117. Know that the Mortifications and Penances which some one undertakes of himself, are light (although they may be the most rigorous, which hithero have been done) in comparison to those he takes from another’s hands: because in the first, he himself enters at his own will, which abate the grief, the more voluntary it is, whilst at last he doth but that which he is willing: But in the second, all that is indured, is painful: and the way also painful, in which it is indured, that is to say, by the will of another.
118. This is that which Christ our Lord told St. Peter, (St. John 21. 18.) When thou wast young and a beginner in vertue, thou girdest and mortifiedst thy self; but when thou goest to greater Schools, and shall be a proficient in vertue, an other shall gird and mortifie thee: and then if thou wilt follow me perfectly, altogether denying thy self, thou must leave that cross of thine, and take up mine, that is, be contented that another crucifie thee.

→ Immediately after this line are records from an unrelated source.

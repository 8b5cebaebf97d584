//! ON/OFF power thresholds derived from the electrical configuration.
//!
//! `on  = floor(voltage * current * safety_margin)`
//! `off = floor(on * (1 - hysteresis))`
//!
//! Recomputed every cycle; both are whole watts and `off <= on` always holds.

use crate::config::ElectricalConfig;
use crate::error::{HeliosError, Result};
use serde::Serialize;

/// Switching thresholds in whole watts
#[derive(Debug, Clone, Copy, PartialEq, Eq, Serialize)]
pub struct Thresholds {
    pub on_w: u64,
    pub off_w: u64,
}

impl Thresholds {
    pub fn on_watts(&self) -> f64 {
        self.on_w as f64
    }

    pub fn off_watts(&self) -> f64 {
        self.off_w as f64
    }
}

/// Compute thresholds, rejecting parameters that cannot describe a real load
pub fn compute(cfg: &ElectricalConfig) -> Result<Thresholds> {
    if !(cfg.grid_voltage_v.is_finite() && cfg.grid_voltage_v > 0.0) {
        return Err(HeliosError::validation(
            "electrical.grid_voltage_v",
            "Must be positive",
        ));
    }
    if !(cfg.max_current_a.is_finite() && cfg.max_current_a > 0.0) {
        return Err(HeliosError::validation(
            "electrical.max_current_a",
            "Must be positive",
        ));
    }
    if !(cfg.safety_margin > 0.0 && cfg.safety_margin <= 1.0) {
        return Err(HeliosError::validation(
            "electrical.safety_margin",
            "Must be in (0, 1]",
        ));
    }
    if !(cfg.hysteresis >= 0.0 && cfg.hysteresis < 1.0) {
        return Err(HeliosError::validation(
            "electrical.hysteresis",
            "Must be in [0, 1)",
        ));
    }

    let on = (cfg.grid_voltage_v * cfg.max_current_a * cfg.safety_margin).floor();
    let off = (on * (1.0 - cfg.hysteresis)).floor();

    // Float-to-int casts saturate; inputs are finite and positive here
    Ok(Thresholds {
        on_w: on as u64,
        off_w: (off as u64).min(on as u64),
    })
}
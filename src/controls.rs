//! Socket control state machine for Helios
//!
//! Decides, once per cycle, whether the load should be switched. Branches are
//! evaluated in a fixed order and the first applicable one wins:
//!
//! 1. manual override (`auto_mode == false`)
//! 2. night cutoff
//! 3. automatic ON, only while the load is off
//! 4. automatic OFF, only while the load is on
//!
//! Automatic switching requires the smoothed power to hold past a threshold
//! for a configured time. A single cycle that breaks the condition resets the
//! timer to empty. The machine never performs I/O: the caller actuates a
//! [`Decision::Switch`] and reports success through [`ControlStateMachine::commit`].
//! A failed actuation is simply not committed, so the next cycle retries with
//! the accumulated stability intact.
//!
//! The manual and night branches clear both debounce timers on every cycle
//! they handle, whether or not a switch is requested and before any
//! actuation. The automatic branches never run while either applies, so the
//! timers only matter again after a return to automatic daytime control, and
//! from there stability is accumulated from scratch.

use crate::config::{ControlConfig, SamplingConfig};
use crate::logging::{StructuredLogger, get_logger};
use crate::thresholds::Thresholds;
use chrono::{DateTime, TimeDelta, Utc};
use serde::Serialize;

/// Physical state of the load as last confirmed by a successful actuation
#[derive(Debug, Clone, Copy, PartialEq, Eq, Serialize, Default)]
pub struct LoadState {
    pub is_on: bool,
    pub last_switched_at: Option<DateTime<Utc>>,
}

/// Anti-flapping timers; each is empty whenever its condition does not hold
#[derive(Debug, Clone, Copy, PartialEq, Eq, Serialize, Default)]
pub struct DebounceTimers {
    pub stable_on_since: Option<DateTime<Utc>>,
    pub stable_off_since: Option<DateTime<Utc>>,
}

impl DebounceTimers {
    pub fn clear(&mut self) {
        self.stable_on_since = None;
        self.stable_off_since = None;
    }

    pub fn is_empty(&self) -> bool {
        self.stable_on_since.is_none() && self.stable_off_since.is_none()
    }
}

/// Why a switch was requested
#[derive(Debug, Clone, Copy, PartialEq, Eq, Serialize)]
#[serde(rename_all = "snake_case")]
pub enum SwitchReason {
    ManualOverride,
    NightCutoff,
    SurplusStable,
    SurplusLost,
}

impl SwitchReason {
    pub fn describe(&self) -> &'static str {
        match self {
            SwitchReason::ManualOverride => "manual control",
            SwitchReason::NightCutoff => "night mode",
            SwitchReason::SurplusStable => "surplus stable",
            SwitchReason::SurplusLost => "surplus lost",
        }
    }
}

/// Why the load is left as it is
#[derive(Debug, Clone, Copy, PartialEq, Eq, Serialize)]
#[serde(rename_all = "snake_case")]
pub enum HoldReason {
    /// Manual mode and the load already matches the target
    ManualInSync,
    /// Manual mode without a target state
    ManualNoTarget,
    /// Night window active and the load is off
    Night,
    /// No power sample this cycle
    NoSample,
    /// Load off, power below the ON threshold
    BelowOnThreshold,
    /// Load off, power high but not for long enough yet
    StabilizingOn,
    /// Load on, still inside the minimum on-time
    MinOnTime,
    /// Load on, power above the OFF threshold
    AboveOffThreshold,
    /// Load on, power low but not for long enough yet
    StabilizingOff,
}

/// Outcome of one evaluation
#[derive(Debug, Clone, Copy, PartialEq, Eq, Serialize)]
#[serde(tag = "action", rename_all = "snake_case")]
pub enum Decision {
    Hold { reason: HoldReason },
    Switch { target: bool, reason: SwitchReason },
}

impl Decision {
    pub fn target(&self) -> Option<bool> {
        match self {
            Decision::Switch { target, .. } => Some(*target),
            Decision::Hold { .. } => None,
        }
    }

    fn hold(reason: HoldReason) -> Self {
        Decision::Hold { reason }
    }

    fn switch(target: bool, reason: SwitchReason) -> Self {
        Decision::Switch { target, reason }
    }
}

/// Everything one evaluation looks at besides the machine's own state
#[derive(Debug, Clone, Copy)]
pub struct ControlInputs<'a> {
    /// Smoothed (mean) power; `None` when no sample arrived this cycle
    pub avg_power_w: Option<f64>,
    pub thresholds: Thresholds,
    pub night: bool,
    pub control: &'a ControlConfig,
    pub sampling: &'a SamplingConfig,
    pub now: DateTime<Utc>,
}

/// Load state plus debounce timers, persisting across cycles
pub struct ControlStateMachine {
    load: LoadState,
    timers: DebounceTimers,
    logger: StructuredLogger,
}

fn secs(s: u64) -> TimeDelta {
    TimeDelta::seconds(i64::try_from(s).unwrap_or(i64::MAX).min(i64::MAX / 1000))
}

impl ControlStateMachine {
    /// Start from a known load state (as read from the actuator at startup)
    pub fn new(initially_on: bool) -> Self {
        Self {
            load: LoadState {
                is_on: initially_on,
                last_switched_at: None,
            },
            timers: DebounceTimers::default(),
            logger: get_logger("controls"),
        }
    }

    pub fn load_state(&self) -> LoadState {
        self.load
    }

    pub fn timers(&self) -> DebounceTimers {
        self.timers
    }

    /// Decide this cycle's action, advancing or resetting the timers
    pub fn evaluate(&mut self, inputs: &ControlInputs<'_>) -> Decision {
        let ctl = inputs.control;

        if !ctl.auto_mode {
            // Automatic tracking is suspended; stability must be re-earned later
            self.timers.clear();
            return match ctl.manual_socket_state {
                Some(target) if target != self.load.is_on => {
                    Decision::switch(target, SwitchReason::ManualOverride)
                }
                Some(_) => Decision::hold(HoldReason::ManualInSync),
                None => Decision::hold(HoldReason::ManualNoTarget),
            };
        }

        if inputs.night {
            self.timers.clear();
            return if self.load.is_on {
                Decision::switch(false, SwitchReason::NightCutoff)
            } else {
                Decision::hold(HoldReason::Night)
            };
        }

        let Some(avg) = inputs.avg_power_w else {
            return Decision::hold(HoldReason::NoSample);
        };

        if self.load.is_on {
            self.evaluate_off(avg, inputs)
        } else {
            self.evaluate_on(avg, inputs)
        }
    }

    fn evaluate_on(&mut self, avg: f64, inputs: &ControlInputs<'_>) -> Decision {
        if avg < inputs.thresholds.on_watts() {
            if self.timers.stable_on_since.take().is_some() {
                self.logger
                    .debug(&format!("Surplus dropped to {:.0}W, ON timer reset", avg));
            }
            return Decision::hold(HoldReason::BelowOnThreshold);
        }

        let since = *self.timers.stable_on_since.get_or_insert(inputs.now);
        if inputs.now - since >= secs(inputs.sampling.require_stable_on_s) {
            Decision::switch(true, SwitchReason::SurplusStable)
        } else {
            Decision::hold(HoldReason::StabilizingOn)
        }
    }

    fn evaluate_off(&mut self, avg: f64, inputs: &ControlInputs<'_>) -> Decision {
        let can_turn_off = match self.load.last_switched_at {
            None => true,
            Some(at) => inputs.now - at >= secs(inputs.sampling.min_on_time_s),
        };

        if !can_turn_off {
            self.timers.stable_off_since = None;
            return Decision::hold(HoldReason::MinOnTime);
        }
        if avg > inputs.thresholds.off_watts() {
            self.timers.stable_off_since = None;
            return Decision::hold(HoldReason::AboveOffThreshold);
        }

        let since = *self.timers.stable_off_since.get_or_insert(inputs.now);
        if inputs.now - since >= secs(inputs.sampling.require_stable_off_s) {
            Decision::switch(false, SwitchReason::SurplusLost)
        } else {
            Decision::hold(HoldReason::StabilizingOff)
        }
    }

    /// Record a successful actuation to `is_on` at `at`.
    ///
    /// Both timers are cleared: no stability survives a state change.
    pub fn commit(&mut self, is_on: bool, at: DateTime<Utc>) {
        self.load = LoadState {
            is_on,
            last_switched_at: Some(at),
        };
        self.timers.clear();
    }
}

pub(crate) fn on_off(v: bool) -> &'static str {
    if v { "ON" } else { "OFF" }
}
use once_cell::sync::OnceCell;
use std::sync::Once;
use tracing_appender::non_blocking::WorkerGuard;

// Keep the non-blocking worker guard alive for the entire process lifetime
pub static LOG_GUARD: OnceCell<WorkerGuard> = OnceCell::new();
pub static INIT_ONCE: Once = Once::new();
pub static INIT_ERROR: OnceCell<String> = OnceCell::new();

119. There must be no difference made between these and those, between thy Father and thy Son, thy Friend and thy Brother; these must be the first to mortifie thee, or to rise up against thee, whether with reason or without reason, thinking the vertue of thy Soul, cheat, hypocrisie or imprudence, and putting stumbling-blocks in the way of thy holy Exercises. This, and much more will befall thee if thou wilt heartily serve the Lord, and make thy self pure from his hand.

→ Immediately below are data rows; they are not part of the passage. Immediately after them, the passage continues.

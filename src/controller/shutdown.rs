//! Cooperative shutdown signalling between the binary and the control loop.

use tokio::sync::watch;

/// Create a connected trigger/signal pair
pub fn channel() -> (ShutdownHandle, ShutdownSignal) {
    let (tx, rx) = watch::channel(false);
    (ShutdownHandle { tx }, ShutdownSignal { rx })
}

/// Requests shutdown; cheap to clone into signal handlers
#[derive(Clone)]
pub struct ShutdownHandle {
    tx: watch::Sender<bool>,
}

impl ShutdownHandle {
    pub fn trigger(&self) {
        self.tx.send_replace(true);
    }
}

/// Observed by the control loop between cycles
#[derive(Clone)]
pub struct ShutdownSignal {
    rx: watch::Receiver<bool>,
}

impl ShutdownSignal {
    pub fn is_triggered(&self) -> bool {
        *self.rx.borrow()
    }

    /// Resolve once shutdown is requested or every handle is gone
    pub async fn wait(&mut self) {
        while !*self.rx.borrow_and_update() {
            if self.rx.changed().await.is_err() {
                return;
            }
        }
    }
}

120. Hold it for certain, that however good those Mortification and External Penances be, which thou shalt undertake of thine own self, thou wilt never by those only purchase perfection: for although they tame the Body, yet they purifie not the Soul, nor purge the internal Passions, which do really hinder perfect Contemplation and the Divine Union.

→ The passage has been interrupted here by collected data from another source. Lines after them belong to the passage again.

//! Axum-based HTTP server: status, configuration and manual control
//!
//! Handlers never touch the socket directly. Control requests are written to
//! the configuration store and the control loop is woken to apply them, so the
//! loop stays the only writer of the load state.

use crate::config::ConfigStore;
use crate::config::merge::{FieldUpdate, updates_from_map};
use crate::controller::{ControllerHandle, ShutdownSignal};
use crate::recorder::Recorder;
use axum::extract::rejection::JsonRejection;
use axum::response::Redirect;
use axum::response::sse::{Event, KeepAlive, Sse};
use axum::{
    Json, Router,
    extract::State,
    http::StatusCode,
    response::{IntoResponse, Response},
    routing::{get, get_service, post},
};
use chrono::{DateTime, Utc};
use serde::Deserialize;
use serde_json::{Value, json};
use std::net::{IpAddr, SocketAddr};
use std::sync::Arc;
use tokio_stream::StreamExt;
use tower_http::services::ServeDir;
use tower_http::{cors::CorsLayer, trace::TraceLayer};

pub mod records;

#[derive(Clone)]
pub struct AppState {
    pub store: ConfigStore,
    pub controller: ControllerHandle,
    pub recorder: Arc<dyn Recorder>,
}

#[derive(Debug, Deserialize)]
#[cfg_attr(feature = "openapi", derive(utoipa::ToSchema))]
pub struct ConfigUpdateBody {
    /// Dotted key paths mapped to their new values
    pub updates: Option<serde_json::Map<String, Value>>,
}

#[derive(Debug, Deserialize)]
#[cfg_attr(feature = "openapi", derive(utoipa::ToSchema))]
pub struct SocketBody {
    pub state: bool,
}

#[derive(Debug, Deserialize)]
#[cfg_attr(feature = "openapi", derive(utoipa::ToSchema))]
pub struct AutoModeBody {
    pub enabled: bool,
}

/// `{"success": true, ...fields}`
pub(crate) fn success(mut body: Value) -> Response {
    match body.as_object_mut() {
        Some(obj) => {
            obj.insert("success".to_string(), Value::Bool(true));
        }
        None => body = json!({ "success": true, "data": body }),
    }
    (StatusCode::OK, Json(body)).into_response()
}

/// `{"success": false, "error": message}`
pub(crate) fn failure(status: StatusCode, message: impl std::fmt::Display) -> Response {
    (
        status,
        Json(json!({ "success": false, "error": message.to_string() })),
    )
        .into_response()
}

async fn apply(state: &AppState, updates: &[FieldUpdate]) -> Result<(), Response> {
    state.store.update(updates).await.map(|_| ()).map_err(|e| {
        let status = if e.is_configuration() {
            StatusCode::BAD_REQUEST
        } else {
            StatusCode::INTERNAL_SERVER_ERROR
        };
        failure(status, e)
    })
}

#[cfg_attr(feature = "openapi", utoipa::path(get, path = "/api/health", responses(
    (status = 200, description = "Service is healthy")
)))]
pub async fn health() -> impl IntoResponse {
    success(json!({ "status": "ok", "version": env!("APP_VERSION") }))
}

#[cfg_attr(feature = "openapi", utoipa::path(get, path = "/api/status", responses(
    (status = 200, description = "Last cycle snapshot with live thresholds")
)))]
pub async fn status(State(state): State<AppState>) -> impl IntoResponse {
    let config = state.store.get().await;
    let snap = state.controller.snapshot();
    let now = Utc::now();

    let thresholds = crate::thresholds::compute(&config.electrical).ok();
    // Recomputed here; the snapshot value is only as fresh as the last cycle
    let is_night =
        crate::night::is_night_at(now, &config.night_mode, &config.timezone).unwrap_or(false);
    let age = |t: Option<DateTime<Utc>>| t.map(|t| (now - t).num_seconds().max(0));

    success(json!({
        "snapshot": &*snap,
        "power_threshold_on": thresholds.map(|t| t.on_w),
        "power_threshold_off": thresholds.map(|t| t.off_w),
        "is_night": is_night,
        "stable_on_for_s": age(snap.stable_on_since),
        "stable_off_for_s": age(snap.stable_off_since),
        "since_last_switch_s": age(snap.last_switched_at),
        "config": {
            "electrical": config.electrical,
            "sampling": config.sampling,
            "night_mode": config.night_mode,
            "control": config.control,
            "timezone": config.timezone,
        },
    }))
}

#[cfg_attr(feature = "openapi", utoipa::path(get, path = "/api/config", responses((status = 200))))]
pub async fn get_config(State(state): State<AppState>) -> impl IntoResponse {
    let config = state.store.get().await.redacted();
    success(json!({ "config": config }))
}

#[cfg_attr(feature = "openapi", utoipa::path(post, path = "/api/config", request_body = ConfigUpdateBody, responses(
    (status = 200, description = "Updated"),
    (status = 400, description = "Missing or invalid updates")
)))]
pub async fn post_config(
    State(state): State<AppState>,
    body: Result<Json<ConfigUpdateBody>, JsonRejection>,
) -> Response {
    let updates = match body {
        Ok(Json(ConfigUpdateBody {
            updates: Some(map),
        })) if !map.is_empty() => updates_from_map(&map),
        Ok(_) => return failure(StatusCode::BAD_REQUEST, "No updates provided"),
        Err(e) => return failure(StatusCode::BAD_REQUEST, e.body_text()),
    };
    if let Err(resp) = apply(&state, &updates).await {
        return resp;
    }
    let config = state.store.get().await.redacted();
    success(json!({ "message": "Configuration updated", "config": config }))
}

#[cfg_attr(feature = "openapi", utoipa::path(post, path = "/api/socket", request_body = SocketBody, responses((status = 200))))]
pub async fn post_socket(
    State(state): State<AppState>,
    body: Result<Json<SocketBody>, JsonRejection>,
) -> Response {
    let on = match body {
        Ok(Json(b)) => b.state,
        Err(e) => return failure(StatusCode::BAD_REQUEST, e.body_text()),
    };
    let updates = vec![
        ("control.manual_socket_state".to_string(), Value::Bool(on)),
        ("control.auto_mode".to_string(), Value::Bool(false)),
    ];
    if let Err(resp) = apply(&state, &updates).await {
        return resp;
    }
    state.controller.request_cycle();
    success(json!({ "state": on, "auto_mode": false }))
}

#[cfg_attr(feature = "openapi", utoipa::path(post, path = "/api/auto_mode", request_body = AutoModeBody, responses((status = 200))))]
pub async fn post_auto_mode(
    State(state): State<AppState>,
    body: Result<Json<AutoModeBody>, JsonRejection>,
) -> Response {
    let enabled = match body {
        Ok(Json(b)) => b.enabled,
        Err(e) => return failure(StatusCode::BAD_REQUEST, e.body_text()),
    };
    let mut updates = vec![("control.auto_mode".to_string(), Value::Bool(enabled))];
    let mut manual_state = None;
    if !enabled {
        // Keep the socket where it is when handing over to manual control
        let current = state.controller.snapshot().socket_on;
        updates.push((
            "control.manual_socket_state".to_string(),
            Value::Bool(current),
        ));
        manual_state = Some(current);
    }
    if let Err(resp) = apply(&state, &updates).await {
        return resp;
    }
    state.controller.request_cycle();
    success(json!({ "auto_mode": enabled, "manual_socket_state": manual_state }))
}

#[cfg_attr(feature = "openapi", utoipa::path(get, path = "/api/events", responses((status = 200))))]
pub async fn events(State(state): State<AppState>) -> impl IntoResponse {
    let rx = state.controller.subscribe_events();
    let stream = tokio_stream::wrappers::BroadcastStream::new(rx).filter_map(|msg| match msg {
        Ok(payload) => Some(Ok::<Event, std::convert::Infallible>(
            Event::default().event("cycle").data(payload),
        )),
        Err(_) => None,
    });
    Sse::new(stream).keep_alive(KeepAlive::default())
}

#[cfg(feature = "openapi")]
pub async fn config_schema() -> impl IntoResponse {
    Json(schemars::schema_for!(crate::config::Config))
}

#[cfg(feature = "openapi")]
#[derive(utoipa::OpenApi)]
#[openapi(
    paths(
        health, status, get_config, post_config, post_socket, post_auto_mode, events,
        records::get_logs, records::cleanup_logs,
    ),
    components(schemas(ConfigUpdateBody, SocketBody, AutoModeBody, crate::recorder::RecordedEntry)),
    tags((name = "helios", description = "Helios solar socket controller API"))
)]
pub struct ApiDoc;

pub fn build_router(state: AppState) -> Router {
    let router = Router::new()
        .route("/", get(|| async { Redirect::to("/ui/") }))
        .route("/api/health", get(health))
        .route("/api/status", get(status))
        .route("/api/config", get(get_config).post(post_config))
        .route("/api/socket", post(post_socket))
        .route("/api/auto_mode", post(post_auto_mode))
        .route("/api/logs", get(records::get_logs))
        .route("/api/logs/cleanup", post(records::cleanup_logs))
        .route("/api/events", get(events))
        .nest_service(
            "/ui",
            get_service(ServeDir::new("./webui").append_index_html_on_directories(true))
                .handle_error(|_| async { StatusCode::INTERNAL_SERVER_ERROR }),
        );

    #[cfg(feature = "openapi")]
    let router = {
        use utoipa::OpenApi;
        router
            .route("/api/config/schema", get(config_schema))
            .merge(utoipa_swagger_ui::SwaggerUi::new("/docs").url("/openapi.json", ApiDoc::openapi()))
    };

    router
        .with_state(state)
        .layer(CorsLayer::permissive())
        .layer(TraceLayer::new_for_http())
}

/// Bind and serve until `shutdown` fires
pub async fn serve(
    state: AppState,
    host: &str,
    port: u16,
    mut shutdown: ShutdownSignal,
) -> anyhow::Result<()> {
    let router = build_router(state);
    let logger = crate::logging::get_logger("web");
    logger.info(&format!(
        "Starting web server; requested host={}, port={}",
        host, port
    ));

    let addr = match host.parse::<IpAddr>() {
        Ok(ip) => SocketAddr::new(ip, port),
        Err(_) => {
            logger.warn(&format!("Invalid host '{}'; falling back to 127.0.0.1", host));
            ([127, 0, 0, 1], port).into()
        }
    };

    let listener = tokio::net::TcpListener::bind(addr).await?;
    let local_addr = listener.local_addr()?;
    logger.info(&format!(
        "Web server listening at http://{}:{} (UI /ui, API /api)",
        local_addr.ip(),
        local_addr.port()
    ));

    axum::serve(listener, router)
        .with_graceful_shutdown(async move { shutdown.wait().await })
        .await?;
    logger.info("Web server stopped");
    Ok(())
}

121. ‘Tis very easie to mortifie the Body by means of the Spirit; but not the Sprit by means of the Body. True it is, that in Internal Mortification, and that of the Spirit, it much concerns you, for conquering your Passions and rooting up your own Judgment and self-love, to labour even to death, without any manner of sparing your self, although the Soul be in the highest state: and therefore the principal diligence ought to be in Internal Mortification: because Corporal and External Mortification is not enough, though it be good and holy.
122. Though a man should receive the punishments of all men together, and do the roughest Penances that ever have been done in God’s Church, yet if he do not deny himself and mortifie himself with interiour mortification, he will be far from arriving at perfection.
123. A good proof of this truth is that which befel Saint Henry Suson, to whom after twenty years of rigorous Hair-cloth, Discipline, and Abstinence so great, that even to read ‘em is enough to make ones hair stand on end, God communicated light by means of an Extasie, by which he arrived at the knowledge that he had not yet begun, and it was in such a manner, as that, till the Lord mortified him with temptations and great persecutions, he never could arrive at perfection, (his Life, chap. 23.) Hence thou wilt clearly know the great difference that there is between External and Internal Penances, and Internal and External Mortification.